世界の野菜を旅する (講談社現代新書)
ヨーロッパから南北アメリカ、中東、中央アジアと世界中を歩き、じっくりと観察しながら食べた野菜たちの思い出の記、だけであれば普通のエッセイだが、農園主、レストラン経営者として栽培、調理などのテクニカルな解説や、ギリシア・ローマ時代からのエピソードも交えて、野菜の来歴と魅力を、素朴かつ流れるような文章で縦横に語り尽くす。
本書を読むと知らなかったことが多い。トウモロコシやジャガイモなど新大陸から伝播した野菜については、広まり方をある程度知っていたが、キャベツやナス、サトウキビも近代化よりはるか昔から伝播が始まっているのに、原産地が分かっているのが意外。また白菜の日本移入は日清・日露戦争時、兵士が持ち帰ったという。「きっと、戦争に行っても畑の野菜ばかり見ていた農村出身の兵隊がいたのだろう」なんて、くすりとさせるユーモアも随所に盛り込まれているのも、読む愉しみが広がる。ジャガイモ飢饉の話も、著者が現地で見た石ころだらけの畑の描写から入ると、飢えという重苦しいもの悲しさをより実感させられる。その後に、飢餓で瀕死の状態でもアイルランド人が吐くあったかいジョークがなんだかいい。
歴史と食文化と農業に加え、著者の旅行記が絶妙に絡み合っていて、実に読み心地のいいエッセイだった。農や食の随筆の名手として知られる著者だが、もっと新書で書いて欲しい。ベイルートで食べたというオリーブオイルに浸した焼き茄子、私も食いたくなる。
隠居志願
一読して、なんだか泉式部の「数ふれば年の残りもなかりけり老いぬるばかり悲しきはなし」という句を想いだした・・・。著者は66歳。愛犬を弔って、「さて、次の犬を飼うか、どうか。犬のいない暮らしは考えられない、とはいっても、十六年後といえば私は八十二歳、妻は七十六歳。犬の腰が抜けても介護はできないし、それより先にこちらの腰がぬけているかもしれない。」と思う。(ミモザの埋葬)・・・
子供もいないので、「・・私たち夫婦は、あと二年したらワイナリーの経営から退いて、後事を若い後継者たちに託そうと考えている。(中略)・・が、・・(中略)・・もし十年目で うまくバトンタッチができたとしても、さらにその先がどうなるかわからない。・・(中略)・・農夫は死に、彼が耕した畑は荒れ果てた。・・(中略)・・彼の死後自然のままに延びた植物が、彼の抱いた思いや、彼が生きてきた痕跡を、静かに物語ってくれているのである。」という心境になる。(健全なる農夫)。
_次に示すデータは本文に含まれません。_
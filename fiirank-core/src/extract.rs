//! Row extraction — fourteen positional cells into a typed `FundRecord`.
//!
//! Layout of the ranking table (0-based):
//!
//! | pos | field                  | pos | field             |
//! |-----|------------------------|-----|-------------------|
//! | 0   | ticker                 | 7   | yield sum 3m      |
//! | 1   | sector                 | 8   | yield sum 6m      |
//! | 2   | price                  | 9   | yield sum 12m     |
//! | 3   | liquidity              | 10  | yield avg 3m      |
//! | 4   | P/VP                   | 11  | yield avg 6m      |
//! | 5   | last dividend          | 12  | yield avg 12m     |
//! | 6   | monthly yield (%)      | 13  | current-year sum  |
//!
//! Malformed rows are never errors: they come back as a [`Discard`] value.

use std::fmt;

use crate::domain::FundRecord;
use crate::parse::{annualize_monthly_yield, parse_numeric};

/// Number of cells a ranking row must carry.
pub const ROW_WIDTH: usize = 14;

/// One table cell as seen by the extractor.
///
/// `preferred_value` returns the structured value attribute when the markup
/// carries one (usually the unformatted number), otherwise the visible text.
pub trait CellSource {
    fn preferred_value(&self) -> String;
}

impl CellSource for &str {
    fn preferred_value(&self) -> String {
        (*self).to_string()
    }
}

impl CellSource for String {
    fn preferred_value(&self) -> String {
        self.clone()
    }
}

/// Why a row did not make it into the dataset.
#[derive(Debug, Clone, PartialEq, Eq)]
pub enum Discard {
    /// The row has fewer than [`ROW_WIDTH`] cells.
    TooFewCells { found: usize },
    /// A quality-gated field parsed to exactly `0.0`.
    ZeroField { field: &'static str },
}

impl fmt::Display for Discard {
    fn fmt(&self, f: &mut fmt::Formatter<'_>) -> fmt::Result {
        match self {
            Discard::TooFewCells { found } => {
                write!(f, "row has {found} cells, expected {ROW_WIDTH}")
            }
            Discard::ZeroField { field } => write!(f, "{field} is zero or unparseable"),
        }
    }
}

/// Extract a fund record from one row of cells.
///
/// Cells beyond the fourteenth are ignored. The sector is returned as
/// trimmed raw text; canonicalization happens in the table builder.
pub fn extract_row<C: CellSource>(cells: &[C]) -> Result<FundRecord, Discard> {
    if cells.len() < ROW_WIDTH {
        return Err(Discard::TooFewCells { found: cells.len() });
    }

    let text = |i: usize| cells[i].preferred_value();
    let num = |i: usize| parse_numeric(&text(i));

    let record = FundRecord {
        ticker: text(0).trim().to_uppercase(),
        sector: text(1).trim().to_string(),
        price: num(2),
        liquidity: num(3),
        valuation_ratio: num(4),
        dividend_amount: num(5),
        yield_annualized: annualize_monthly_yield(num(6)),
        yield_sum_3m: num(7),
        yield_sum_6m: num(8),
        yield_sum_12m: num(9),
        yield_avg_3m: num(10),
        yield_avg_6m: num(11),
        yield_avg_12m: num(12),
        yield_sum_current_year: num(13),
    };

    if let Some((field, _)) = record.gated_fields().into_iter().find(|(_, v)| *v == 0.0) {
        return Err(Discard::ZeroField { field });
    }

    Ok(record)
}

#[cfg(test)]
mod tests {
    use super::*;

    fn row(pvp: &str, monthly: &str) -> Vec<String> {
        [
            " hglg11 ", " Logística ", "160,50", "2500000", pvp, "1,10", monthly, "2,4", "4,8",
            "9,6", "0,8", "0,8", "0,8", "6,4",
        ]
        .iter()
        .map(|s| s.to_string())
        .collect()
    }

    #[test]
    fn extracts_full_row() {
        let rec = extract_row(&row("0,95", "0,70")).unwrap();
        assert_eq!(rec.ticker, "HGLG11");
        assert_eq!(rec.sector, "Logística");
        assert_eq!(rec.price, 160.5);
        assert_eq!(rec.liquidity, 2_500_000.0);
        assert_eq!(rec.valuation_ratio, 0.95);
        assert_eq!(rec.dividend_amount, 1.1);
        assert!((rec.yield_annualized - (1.007f64.powi(12) - 1.0)).abs() < 1e-12);
        assert_eq!(rec.yield_sum_12m, 9.6);
        assert_eq!(rec.yield_sum_current_year, 6.4);
    }

    #[test]
    fn short_row_is_discarded() {
        let mut cells = row("0,95", "0,70");
        cells.truncate(13);
        assert_eq!(
            extract_row(&cells),
            Err(Discard::TooFewCells { found: 13 })
        );
        let empty: Vec<String> = Vec::new();
        assert_eq!(extract_row(&empty), Err(Discard::TooFewCells { found: 0 }));
    }

    #[test]
    fn extra_cells_are_ignored() {
        let mut cells = row("0,95", "0,70");
        cells.push("ignored".into());
        assert!(extract_row(&cells).is_ok());
    }

    #[test]
    fn zero_valuation_is_discarded() {
        assert_eq!(
            extract_row(&row("0", "0,70")),
            Err(Discard::ZeroField {
                field: "valuation_ratio"
            })
        );
        assert_eq!(
            extract_row(&row("N/A", "0,70")),
            Err(Discard::ZeroField {
                field: "valuation_ratio"
            })
        );
    }

    #[test]
    fn zero_window_aggregate_is_discarded() {
        for pos in 7..=12 {
            let mut cells = row("0,95", "0,70");
            cells[pos] = "0,00%".into();
            assert!(
                matches!(extract_row(&cells), Err(Discard::ZeroField { .. })),
                "position {pos} should gate"
            );
        }
    }

    #[test]
    fn zero_yield_and_current_year_are_kept() {
        let mut cells = row("0,95", "0");
        cells[13] = "".into();
        let rec = extract_row(&cells).unwrap();
        assert_eq!(rec.yield_annualized, 0.0);
        assert_eq!(rec.yield_sum_current_year, 0.0);
    }

    #[test]
    fn str_cells_work() {
        let cells = [
            "KNRI11", "Híbrido", "140", "3000000", "1,01", "0,95", "0,68", "2", "4", "8", "0,6",
            "0,6", "0,6", "5",
        ];
        let rec = extract_row(&cells).unwrap();
        assert_eq!(rec.ticker, "KNRI11");
    }
}
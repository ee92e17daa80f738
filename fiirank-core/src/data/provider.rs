//! Markup fetcher trait and structured fetch errors.
//!
//! The `MarkupFetcher` trait abstracts over where the ranking page comes from
//! (live site, saved snapshot) so the pipeline can be driven from tests
//! without a network.

use serde::{Deserialize, Serialize};
use thiserror::Error;

use crate::markup::MarkupError;

/// Structured error types for fetch operations.
///
/// These are designed to be displayable in CLI contexts.
#[derive(Debug, Error)]
pub enum FetchError {
    #[error("request timed out after {secs}s: {url}")]
    Timeout { url: String, secs: u64 },

    #[error("network unreachable: {0}")]
    Network(String),

    #[error("HTTP {status} from {url}")]
    HttpStatus { url: String, status: u16 },

    #[error("ranking table not present after {attempts} attempts: {url}")]
    TableNotReady { url: String, attempts: u32 },

    #[error("read snapshot {path}: {source}")]
    Io {
        path: String,
        source: std::io::Error,
    },

    #[error("markup error: {0}")]
    Markup(#[from] MarkupError),
}

/// Where a page of markup came from.
#[derive(Debug, Clone, Copy, PartialEq, Eq, Serialize, Deserialize)]
pub enum MarkupSource {
    Http,
    File,
    Fixture,
}

/// Supplies the rendered ranking page.
///
/// Implementations make sure the table is present before returning; a page
/// that never becomes ready is a `FetchError`, not an empty success.
pub trait MarkupFetcher: Send + Sync {
    /// Human-readable name of this fetcher.
    fn name(&self) -> &str;

    /// Provenance tag recorded on snapshots built from this fetcher.
    fn source(&self) -> MarkupSource;

    /// Fetch the full page markup.
    fn fetch_markup(&self) -> Result<String, FetchError>;
}

/// Fetcher returning fixed markup. Useful for tests and demos.
#[derive(Debug, Clone)]
pub struct StaticFetcher {
    markup: String,
}

impl StaticFetcher {
    pub fn new(markup: impl Into<String>) -> Self {
        Self {
            markup: markup.into(),
        }
    }
}

impl MarkupFetcher for StaticFetcher {
    fn name(&self) -> &str {
        "static"
    }

    fn source(&self) -> MarkupSource {
        MarkupSource::Fixture
    }

    fn fetch_markup(&self) -> Result<String, FetchError> {
        Ok(self.markup.clone())
    }
}
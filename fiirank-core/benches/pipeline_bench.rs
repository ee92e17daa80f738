//! Criterion benchmarks for the ranking pipeline hot paths.
//!
//! Benchmarks:
//! 1. Markup parsing (full page to rows of cells)
//! 2. Dataset build (extraction, quality gate, sector canonicalization)
//! 3. 2-in-1 ranking
//! 4. Filtering a ranked dataset

use criterion::{black_box, criterion_group, criterion_main, BenchmarkId, Criterion};

use fiirank_core::markup::{parse_rows, TableSelectors};
use fiirank_core::{build_dataset, rank_two_in_one, FilterCriteria, SectorTable};

// ── Helpers ──────────────────────────────────────────────────────────

const SECTORS: [&str; 6] = [
    "logistica",
    "Papéis",
    "Shoppings",
    "Lajes-Corporativas",
    "Hibrido",
    "Indefinido",
];

fn make_rows(n: usize) -> Vec<Vec<String>> {
    (0..n)
        .map(|i| {
            let pvp = 0.7 + (i as f64 * 0.37).sin().abs() * 0.5;
            let dy = 0.5 + (i as f64 * 0.11).cos().abs() * 0.6;
            let mut cells = vec![
                format!("F{i:04}11"),
                SECTORS[i % SECTORS.len()].to_string(),
                format!("{:.2}", 50.0 + i as f64 % 120.0).replace('.', ","),
                format!("{}", 100_000 + (i * 7919) % 5_000_000),
                format!("{pvp:.2}").replace('.', ","),
                "0,85".to_string(),
                format!("{dy:.2}%").replace('.', ","),
            ];
            cells.extend(
                ["2,4%", "4,9%", "9,8%", "0,8%", "0,8%", "0,8%", "6,1%"]
                    .iter()
                    .map(|s| s.to_string()),
            );
            cells
        })
        .collect()
}

fn make_page(rows: &[Vec<String>]) -> String {
    let mut page = String::from(
        "<html><body><table><tbody class=\"default-fiis-table__container__table__body\">",
    );
    for row in rows {
        page.push_str("<tr>");
        for cell in row {
            page.push_str("<td>");
            page.push_str(cell);
            page.push_str("</td>");
        }
        page.push_str("</tr>");
    }
    page.push_str("</tbody></table></body></html>");
    page
}

// ── 1. Markup ────────────────────────────────────────────────────────

fn bench_markup(c: &mut Criterion) {
    let mut group = c.benchmark_group("markup_parse");
    let selectors = TableSelectors::default();

    for n in [100usize, 500] {
        let page = make_page(&make_rows(n));
        group.bench_with_input(BenchmarkId::from_parameter(n), &page, |b, page| {
            b.iter(|| parse_rows(black_box(page), &selectors))
        });
    }

    group.finish();
}

// ── 2. Dataset build ─────────────────────────────────────────────────

fn bench_build(c: &mut Criterion) {
    let mut group = c.benchmark_group("dataset_build");
    let sectors = SectorTable::default_b3();

    for n in [100usize, 500] {
        let rows = make_rows(n);
        group.bench_with_input(BenchmarkId::from_parameter(n), &rows, |b, rows| {
            b.iter(|| build_dataset(black_box(rows), &sectors))
        });
    }

    group.finish();
}

// ── 3. Ranking + 4. Filter ───────────────────────────────────────────

fn bench_rank_and_filter(c: &mut Criterion) {
    let mut group = c.benchmark_group("rank_filter");
    let dataset = build_dataset(&make_rows(500), &SectorTable::default_b3());
    let criteria = FilterCriteria::default();

    group.bench_function("rank_500", |b| {
        b.iter(|| rank_two_in_one(black_box(dataset.clone())))
    });

    let ranked = rank_two_in_one(dataset.clone());
    group.bench_function("filter_500", |b| b.iter(|| criteria.apply(black_box(&ranked))));

    group.finish();
}

criterion_group!(benches, bench_markup, bench_build, bench_rank_and_filter);
criterion_main!(benches);
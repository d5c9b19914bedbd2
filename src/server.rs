//! TCP 接入层：接受连接、IP 过滤、单次读取、写回响应、关闭。

use std::io;
use std::net::IpAddr;
use std::sync::Arc;

use log::{debug, error, info, warn};
use tokio::{
    io::{AsyncReadExt, AsyncWriteExt},
    net::{TcpListener, TcpStream},
    time::timeout,
};

use crate::{config::ServerConfig, param::MAX_REQUEST_SIZE, pipeline::Pipeline};

/// 持续接收新连接，每个连接交给一个独立的任务处理。正常情况下不会返回。
pub async fn serve(listener: TcpListener, pipeline: Arc<Pipeline>) {
    if let Ok(addr) = listener.local_addr() {
        info!("开始在{}上接受连接", addr);
    }
    let mut id: u128 = 0;
    loop {
        let (stream, addr) = match listener.accept().await {
            Ok(pair) => pair,
            Err(e) => {
                error!("接受TCP连接时出错：{}", e);
                continue;
            }
        };

        if !peer_allowed(pipeline.config(), addr.ip()) {
            debug!("[ID{}]拒绝来自{}的连接", id, addr);
            drop(stream);
            id += 1;
            continue;
        }
        debug!("[ID{}]TCP连接已建立：{}", id, addr);

        let pipeline = Arc::clone(&pipeline);
        tokio::spawn(async move {
            handle_connection(stream, id, pipeline).await;
        });
        id += 1;
    }
}

fn peer_allowed(config: &ServerConfig, ip: IpAddr) -> bool {
    match ip {
        IpAddr::V4(v4) => config.ip_allowed(v4),
        IpAddr::V6(v6) => v6.to_ipv4_mapped().map_or(false, |v4| config.ip_allowed(v4)),
    }
}

async fn handle_connection(mut stream: TcpStream, id: u128, pipeline: Arc<Pipeline>) {
    let mut buffer = vec![0u8; MAX_REQUEST_SIZE];
    let read_timeout = pipeline.config().tunables().read_timeout();

    let n = match timeout(read_timeout, stream.read(&mut buffer)).await {
        Ok(Ok(0)) => {
            debug!("[ID{}]客户端未发送数据即关闭连接", id);
            return;
        }
        Ok(Ok(n)) => n,
        Ok(Err(e)) => {
            error!("[ID{}]读取TCPStream时遇到错误：{}", id, e);
            return;
        }
        Err(_) => {
            warn!("[ID{}]{:?}内没有收到请求，关闭连接", id, read_timeout);
            return;
        }
    };
    buffer.truncate(n);
    debug!("[ID{}]HTTP请求接收完毕，{}字节", id, n);

    let worker = Arc::clone(&pipeline);
    let bytes = match tokio::task::spawn_blocking(move || worker.respond(&buffer, id)).await {
        Ok(bytes) => bytes,
        Err(e) => {
            error!("[ID{}]处理请求的任务异常结束：{}", id, e);
            return;
        }
    };

    if let Err(e) = stream.write_all(&bytes).await {
        if e.kind() == io::ErrorKind::BrokenPipe {
            debug!("[ID{}]发送响应失败(Probably Bogus)：{}", id, e);
        } else {
            error!("[ID{}]发送响应失败：{}", id, e);
        }
        return;
    }
    let _ = stream.shutdown().await;
    debug!("[ID{}]连接已关闭", id);
}
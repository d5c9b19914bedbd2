pub mod cache;
pub mod config;
pub mod daemon;
pub mod error_page;
pub mod escape;
pub mod exception;
pub mod param;
pub mod php;
pub mod pipeline;
pub mod request;
pub mod response;
pub mod script;
pub mod server;
pub mod template;
pub mod util;

pub use cache::DiskCache;
pub use config::{ServerConfig, Tunables};
pub use escape::escape;
pub use exception::Exception;
pub use param::{HttpRequestMethod, HttpVersion};
pub use pipeline::Pipeline;
pub use request::Request;
pub use response::Response;
pub use script::{CompiledScript, LoadedScript, ScriptEngine, ScriptTable};
pub use template::TemplateEngine;
pub use util::HtmlBuilder;
//! 状态码到错误页的解析。
//!
//! 优先使用 `public/NNN.html`（经由磁盘缓存加载），找不到或读取失败时退回内置文字。

use std::path::PathBuf;

use bytes::Bytes;
use log::debug;

use crate::{
    cache::DiskCache, config::ServerConfig, escape::escape, response::Response, util::HtmlBuilder,
};

#[derive(Debug, Clone)]
pub struct ErrorPages {
    public_dir: PathBuf,
    cache_dir: PathBuf,
    loader: DiskCache,
    overrides_disabled: bool,
}

impl ErrorPages {
    pub fn new(config: &ServerConfig) -> Self {
        Self {
            public_dir: config.public_dir(),
            cache_dir: config.cache_dir(),
            loader: DiskCache::new(config.disable_cache()),
            overrides_disabled: config.disable_error_pages(),
        }
    }

    /// 构建状态码对应的完整响应
    pub fn render(&self, status: u16, id: u128) -> Response {
        let body = self
            .load_override(status, id)
            .unwrap_or_else(|| Bytes::from(HtmlBuilder::from_status_code(status).build()));
        let mut response = Response::from_content(body);
        response.set_code(status);
        response
    }

    fn load_override(&self, status: u16, id: u128) -> Option<Bytes> {
        if self.overrides_disabled {
            return None;
        }
        let name = format!("/{:03}.html", status);
        let public_path = self.public_dir.join(&name[1..]);
        let cache_path = self.cache_dir.join(escape(name.as_bytes()));
        match self.loader.load(&public_path, &cache_path, id) {
            Ok(content) => Some(content),
            Err(e) => {
                debug!("[ID{}]没有可用的{}：{}，使用内置错误页", id, name, e);
                None
            }
        }
    }
}
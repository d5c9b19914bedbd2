use std::fs::{self, File};
use std::path::Path;
use std::process::{Command, Stdio};
use std::sync::mpsc::{self, RecvTimeoutError};
use std::thread;
use std::time::Duration;

use bytes::Bytes;
use log::{debug, error, warn};
use nix::sys::signal::{kill, Signal};
use nix::unistd::Pid;

use crate::{exception::Exception, util::temp_sibling};

/// 外部 PHP 解释器桥接。
///
/// 解释器的标准输出写入缓存目录下的 `<key>.html`，标准错误直接继承服务端进程。
/// 参数通过参数向量传递，查询串中的字符不会经过任何 shell。
#[derive(Debug, Clone)]
pub struct PhpBridge {
    binary: String,
    timeout: Duration,
}

impl PhpBridge {
    pub fn new(binary: &str, timeout: Duration) -> Self {
        Self {
            binary: binary.to_string(),
            timeout,
        }
    }

    pub fn run(
        &self,
        source: &Path,
        output: &Path,
        query: Option<&str>,
        id: u128,
    ) -> Result<Bytes, Exception> {
        let tmp = temp_sibling(output);
        let out_file = File::create(&tmp).map_err(|e| {
            error!("[ID{}]无法创建PHP输出文件{}：{}", id, tmp.display(), e);
            Exception::CacheUnwritable
        })?;

        let mut command = Command::new(&self.binary);
        command.arg(source);
        if let Some(arg) = php_argument(query) {
            command.arg(arg);
        }
        command
            .stdin(Stdio::null())
            .stdout(Stdio::from(out_file))
            .stderr(Stdio::inherit());

        let result = self.wait(&mut command, id).and_then(|_| {
            fs::read(&tmp).map(Bytes::from).map_err(|e| {
                error!("[ID{}]无法读取PHP输出{}：{}", id, tmp.display(), e);
                Exception::InterpreterFailure
            })
        });
        match result {
            Ok(content) => {
                if let Err(e) = fs::rename(&tmp, output) {
                    warn!("[ID{}]无法写入PHP输出缓存{}：{}", id, output.display(), e);
                    let _ = fs::remove_file(&tmp);
                }
                Ok(content)
            }
            Err(e) => {
                let _ = fs::remove_file(&tmp);
                Err(e)
            }
        }
    }

    /// 子进程交给等待线程阻塞回收，当前线程只在超时后补发 SIGKILL
    fn wait(&self, command: &mut Command, id: u128) -> Result<(), Exception> {
        let mut child = command.spawn().map_err(|e| {
            error!("[ID{}]无法启动PHP解释器{}：{}", id, self.binary, e);
            Exception::InterpreterUnavailable
        })?;
        let pid = Pid::from_raw(child.id() as i32);

        let (tx, rx) = mpsc::channel();
        thread::spawn(move || {
            let _ = tx.send(child.wait());
        });

        let status = match rx.recv_timeout(self.timeout) {
            Ok(status) => status,
            Err(RecvTimeoutError::Timeout) => {
                error!("[ID{}]PHP解释器运行超过{:?}，强制结束", id, self.timeout);
                if let Err(e) = kill(pid, Signal::SIGKILL) {
                    warn!("[ID{}]无法结束PHP解释器：{}", id, e);
                }
                let _ = rx.recv();
                return Err(Exception::InterpreterTimeout);
            }
            Err(RecvTimeoutError::Disconnected) => {
                error!("[ID{}]PHP等待线程意外退出", id);
                return Err(Exception::InterpreterFailure);
            }
        };

        match status {
            Ok(status) if status.success() => {
                debug!("[ID{}]PHP解释器正常退出", id);
                Ok(())
            }
            Ok(status) => {
                error!("[ID{}]PHP解释器出错：{}", id, status);
                Err(Exception::InterpreterFailure)
            }
            Err(e) => {
                error!("[ID{}]等待PHP解释器时出错：{}", id, e);
                Err(Exception::InterpreterFailure)
            }
        }
    }
}

/// 查询串中的 `&` 替换为空格，作为单个参数传给解释器
fn php_argument(query: Option<&str>) -> Option<String> {
    match query {
        Some(q) if !q.is_empty() => Some(q.replace('&', " ")),
        _ => None,
    }
}

#[cfg(test)]
mod tests {
    use super::*;

    #[test]
    fn test_php_argument() {
        assert_eq!(php_argument(None), None);
        assert_eq!(php_argument(Some("")), None);
        assert_eq!(php_argument(Some("a=1")), Some("a=1".to_string()));
        assert_eq!(php_argument(Some("a=1&b=2&c")), Some("a=1 b=2 c".to_string()));
    }

    #[test]
    fn test_missing_interpreter() {
        let dir = tempfile::tempdir().unwrap();
        let source = dir.path().join("x.php");
        fs::write(&source, b"<?php ?>").unwrap();
        let bridge = PhpBridge::new("/definitely/not/php", Duration::from_secs(1));
        let err = bridge
            .run(&source, &dir.path().join("out.html"), None, 0)
            .unwrap_err();
        assert_eq!(err, Exception::InterpreterUnavailable);
        assert_eq!(fs::read_dir(dir.path()).unwrap().count(), 1);
    }

    // 以 sh 充当解释器，脚本把收到的参数回显出来
    #[cfg(unix)]
    mod with_shell {
        use super::*;
        use std::time::Instant;
        use tempfile::TempDir;

        fn script(body: &str) -> (TempDir, std::path::PathBuf) {
            let dir = tempfile::tempdir().unwrap();
            let source = dir.path().join("page.php");
            fs::write(&source, body).unwrap();
            (dir, source)
        }

        fn bridge() -> PhpBridge {
            PhpBridge::new("sh", Duration::from_secs(5))
        }

        #[test]
        fn test_output_is_captured_and_cached() {
            let (dir, source) = script("printf 'argc=%s first=%s' \"$#\" \"$1\"");
            let output = dir.path().join("cpIpage.php.html");
            let content = bridge().run(&source, &output, Some("a=1&b=2"), 0).unwrap();
            assert_eq!(&content[..], b"argc=1 first=a=1 b=2");
            assert_eq!(fs::read(&output).unwrap(), b"argc=1 first=a=1 b=2");
        }

        #[test]
        fn test_no_query_passes_no_argument() {
            let (dir, source) = script("printf '%s' \"$#\"");
            let content = bridge()
                .run(&source, &dir.path().join("out.html"), None, 0)
                .unwrap();
            assert_eq!(&content[..], b"0");
        }

        #[test]
        fn test_query_is_not_shell_interpreted() {
            let (dir, source) = script("printf '%s' \"$1\"");
            let marker = dir.path().join("pwned");
            let query = format!("x;touch%20{}&$(touch {})", marker.display(), marker.display());
            let content = bridge()
                .run(&source, &dir.path().join("out.html"), Some(&query), 0)
                .unwrap();
            assert_eq!(content, Bytes::from(query.replace('&', " ")));
            assert!(!marker.exists());
        }

        #[test]
        fn test_nonzero_exit_is_failure() {
            let (dir, source) = script("echo partial; exit 3");
            let output = dir.path().join("out.html");
            let err = bridge().run(&source, &output, None, 0).unwrap_err();
            assert_eq!(err, Exception::InterpreterFailure);
            assert!(!output.exists());
        }

        #[test]
        fn test_quick_exit_returns_before_deadline() {
            let (dir, source) = script("printf done");
            let bridge = PhpBridge::new("sh", Duration::from_secs(30));
            let started = Instant::now();
            let content = bridge
                .run(&source, &dir.path().join("out.html"), None, 0)
                .unwrap();
            assert_eq!(&content[..], b"done");
            assert!(started.elapsed() < Duration::from_secs(10));
        }

        #[test]
        fn test_timeout_kills_interpreter() {
            let (dir, source) = script("sleep 5");
            let bridge = PhpBridge::new("sh", Duration::from_millis(100));
            let started = Instant::now();
            let err = bridge
                .run(&source, &dir.path().join("out.html"), None, 0)
                .unwrap_err();
            assert_eq!(err, Exception::InterpreterTimeout);
            assert!(started.elapsed() < Duration::from_secs(4));
        }
    }
}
長野の自然の中で、四季折々の草花(挿絵つきのエッセイ:地方紙に連載された)を愛で、「病気持ち(40代の輸血が原因で肝炎が持病になってしまった・・)ながらよくここまで来たな!・・」と省みている。しかし、全体のトーンは淡々としており、味わいがあります。
著者の書いたものは処女作からずっとフォローしているので、「人間年とるとこんな心境になるんだ・・」と感慨深いものがあります。まあ今更「志願」しなくても立派な「隠居」ですヨ。まだまだ元気なので、そんなに急いで「枯れる」こともないですよ・・と言いたいですね。